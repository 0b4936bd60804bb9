//! Boundary guard: recover panics raised while calling into host-facing code
//! and return them as [`BoundaryError`]s.
//!
//! Wrap the body of any function that crosses the boundary:
//!
//! ```
//! use hostbridge_core::guard;
//! use hostbridge_types::BoundaryError;
//!
//! let result: Result<(), BoundaryError> = guard(|| panic!("boom"));
//! assert!(result.unwrap_err().to_string().contains("boom"));
//! ```
//!
//! Only panics raised inside the wrapped call are recovered. The panic hook
//! still runs, so the default hook prints the panic message to stderr.
//!
//! Payloads are classified in order:
//! 1. a value of the caller's error type, or a [`BoundaryError`], is returned
//!    unchanged;
//! 2. a [`HostError`] becomes [`BoundaryError::Thrown`];
//! 3. anything else becomes [`BoundaryError::Panic`] carrying its text when
//!    it has any (strings, `io::Error`, boxed errors).

use std::any::{self, Any};
use std::error::Error;
use std::future::Future;
use std::io;
use std::panic::{self, AssertUnwindSafe};

use futures_util::FutureExt;
use hostbridge_types::{BoundaryError, HostError};

/// Run `f`, converting a panic into an error.
pub fn guard<T, E, F>(f: F) -> Result<T, E>
where
    F: FnOnce() -> Result<T, E>,
    E: From<BoundaryError> + 'static,
{
    match panic::catch_unwind(AssertUnwindSafe(f)) {
        Ok(result) => result,
        Err(payload) => Err(recovered(payload)),
    }
}

/// Await `fut`, converting a panic during any poll into an error.
pub async fn guard_async<T, E, F>(fut: F) -> Result<T, E>
where
    F: Future<Output = Result<T, E>>,
    E: From<BoundaryError> + 'static,
{
    match AssertUnwindSafe(fut).catch_unwind().await {
        Ok(result) => result,
        Err(payload) => Err(recovered(payload)),
    }
}

fn recovered<E>(payload: Box<dyn Any + Send>) -> E
where
    E: From<BoundaryError> + 'static,
{
    match payload.downcast::<E>() {
        Ok(err) => {
            tracing::warn!(
                error_type = any::type_name::<E>(),
                "Recovered error value thrown across host boundary"
            );
            *err
        }
        Err(payload) => {
            let err = classify_panic(payload);
            tracing::warn!("Recovered panic at host boundary: {err}");
            err.into()
        }
    }
}

/// Map a panic payload to the error it represents.
#[must_use]
pub fn classify_panic(payload: Box<dyn Any + Send>) -> BoundaryError {
    let payload = match payload.downcast::<BoundaryError>() {
        Ok(err) => return *err,
        Err(other) => other,
    };
    let payload = match payload.downcast::<HostError>() {
        Ok(err) => return BoundaryError::Thrown(*err),
        Err(other) => other,
    };
    BoundaryError::Panic(panic_payload_to_string(payload.as_ref()))
}

fn panic_payload_to_string(payload: &(dyn Any + Send)) -> String {
    if let Some(s) = payload.downcast_ref::<&str>() {
        (*s).to_string()
    } else if let Some(s) = payload.downcast_ref::<String>() {
        s.clone()
    } else if let Some(err) = payload.downcast_ref::<io::Error>() {
        err.to_string()
    } else if let Some(err) = payload.downcast_ref::<Box<dyn Error + Send + Sync>>() {
        err.to_string()
    } else {
        "unknown panic payload".to_string()
    }
}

◆ TASK BRIEF: No line may be left out; the records are to be transcribed in full.

◆ ANSWER FOR THE TASK:
repository 0b4936bd60804bb9
//! Boundary guard: recover panics raised while calling into host-facing code
//! and return them as [`BoundaryError`]s.
//!
//! Wrap the body of any function that crosses the boundary:
//!
//! ```
//! use hostbridge_core::guard;
//! use hostbridge_types::BoundaryError;
//!
//! let result: Result<(), BoundaryError> = guard(|| panic!("boom"));
//! assert!(result.unwrap_err().to_string().contains("boom"));
//! ```
//!
//! Only panics raised inside the wrapped call are recovered. The panic hook
//! still runs, so the default hook prints the panic message to stderr.
//!
//! Payloads are classified in order:
//! 1. a value of the caller's error type, or a [`BoundaryError`], is returned
//!    unchanged;
//! 2. a [`HostError`] becomes [`BoundaryError::Thrown`];
//! 3. anything else becomes [`BoundaryError::Panic`] carrying its text when
//!    it has any (strings, `io::Error`, boxed errors).

use std::any::{self, Any};
use std::error::Error;
use std::future::Future;
use std::io;
use std::panic::{self, AssertUnwindSafe};

use futures_util::FutureExt;
use hostbridge_types::{BoundaryError, HostError};

/// Run `f`, converting a panic into an error.
pub fn guard<T, E, F>(f: F) -> Result<T, E>
where
    F: FnOnce() -> Result<T, E>,
    E: From<BoundaryError> + 'static,
{
    match panic::catch_unwind(AssertUnwindSafe(f)) {
        Ok(result) => result,
        Err(payload) => Err(recovered(payload)),
    }
}

/// Await `fut`, converting a panic during any poll into an error.
pub async fn guard_async<T, E, F>(fut: F) -> Result<T, E>
where
    F: Future<Output = Result<T, E>>,
    E: From<BoundaryError> + 'static,
{
    match AssertUnwindSafe(fut).catch_unwind().await {
        Ok(result) => result,
        Err(payload) => Err(recovered(payload)),
    }
}

fn recovered<E>(payload: Box<dyn Any + Send>) -> E
where
    E: From<BoundaryError> + 'static,
{
    match payload.downcast::<E>() {
        Ok(err) => {
            tracing::warn!(
                error_type = any::type_name::<E>(),
                "Recovered error value thrown across host boundary"
            );
            *err
        }
        Err(payload) => {
            let err = classify_panic(payload);
            tracing::warn!("Recovered panic at host boundary: {err}");
            err.into()
        }
    }
}

/// Map a panic payload to the error it represents.
#[must_use]
pub fn classify_panic(payload: Box<dyn Any + Send>) -> BoundaryError {
    let payload = match payload.downcast::<BoundaryError>() {
        Ok(err) => return *err,
        Err(other) => other,
    };
    let payload = match payload.downcast::<HostError>() {
        Ok(err) => return BoundaryError::Thrown(*err),
        Err(other) => other,
    };
    BoundaryError::Panic(panic_payload_to_string(payload.as_ref()))
}

fn panic_payload_to_string(payload: &(dyn Any + Send)) -> String {
    if let Some(s) = payload.downcast_ref::<&str>() {
        (*s).to_string()
    } else if let Some(s) = payload.downcast_ref::<String>() {
        s.clone()
    } else if let Some(err) = payload.downcast_ref::<io::Error>() {
        err.to_string()
    } else if let Some(err) = payload.downcast_ref::<Box<dyn Error + Send + Sync>>() {
        err.to_string()
    } else {
        "unknown panic payload".to_string()
    }
}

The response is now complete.